Using census data as a pollster

I'd like to follow up on Pluribus' brilliant post on downloading and using census data with an explanation of how these data can be useful to you from a polling perspective. You're starting to see some of this happen with voter file vendors, but, hey, remember, the point of this site is to help smaller groups who can't afford a Catalist subscription do all the crazy fun data things that we do. 

There's more.

So, as Pluribus said,

This is, quite literally, a gold-mine of information. In addition to the formal census taken every 10 years, our government pays for smaller efforts to keep tabs on important demographic shifts and provides ongoing projections on the many diverse faces of America. Changes in demographics will affect elections for the forseeable future in many complex and exciting ways.

When you're building a poll, you have to decide of whom you're going to ask these questions.  After all, the answers to the questions are only useful if the right people were asked!  So, how do pollsters decide whom to ask?  It's all summed in one word: counts.   We look at the area that we're going to poll, say, a Congressional District, and try to learn as much as we can about it.   What is the ethnicity breakdown?  What is the gender breakdown?  What do we know about how frequently people vote?  There are all kinds of questions that we ask.   Now, the way that we ask these questions is by using lists as a sampling frame.   We obviously cannot go into the district  to ask everyone there every relevant thing about them, so we use files as a representation of these areas, and make our determinations based on these lists.

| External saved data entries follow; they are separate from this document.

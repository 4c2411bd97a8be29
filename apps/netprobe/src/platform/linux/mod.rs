//! Linux-specific functionality
//!
//! - Network link classification from `/sys/class/net`

pub mod network;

Now, as Blue Leader can tell you, building these files isn't easy, and that you frequently wind up leaving out lots of people. After all, the primary sources of the voter files are lists of registered voters collected by the various Secretaries of State, clerks, etc., and God only knows that they're not all that good at it.  What that means is that when we're looking at counts from the list, there's a non-trivial possibility that the lists will be inaccurate, and that we'll be introducing some degree of error into the poll. For example, let's assume that the CD we're looking at is 45% Hispanic.  Finding and registering Hispanic voters is notoriously hard, so there's no guarantee that the list actually has all of them.  So, if we were to just set our quotas based on what the voter file tells, our counts could be off, and the utility of the poll would be compromised.  We can use census data as an independent measure of the CD to help correct what we learn from the lists.

So, why is it that we use lists? It's because census data and voter file lists are trying to solve different kinds of problems.  The goal of building a voter file is to have a reliable list of individuals.  The goal of the census is entirely different: they're trying to collect aggregated data about geographic areas.  Because they're concerned with areas, and not individuals, they are able to use modeling and statistics to a much greater extent than a voter file vendor can.   That being the case, we can use their data to verify and correct for possible errors in the sampling frame.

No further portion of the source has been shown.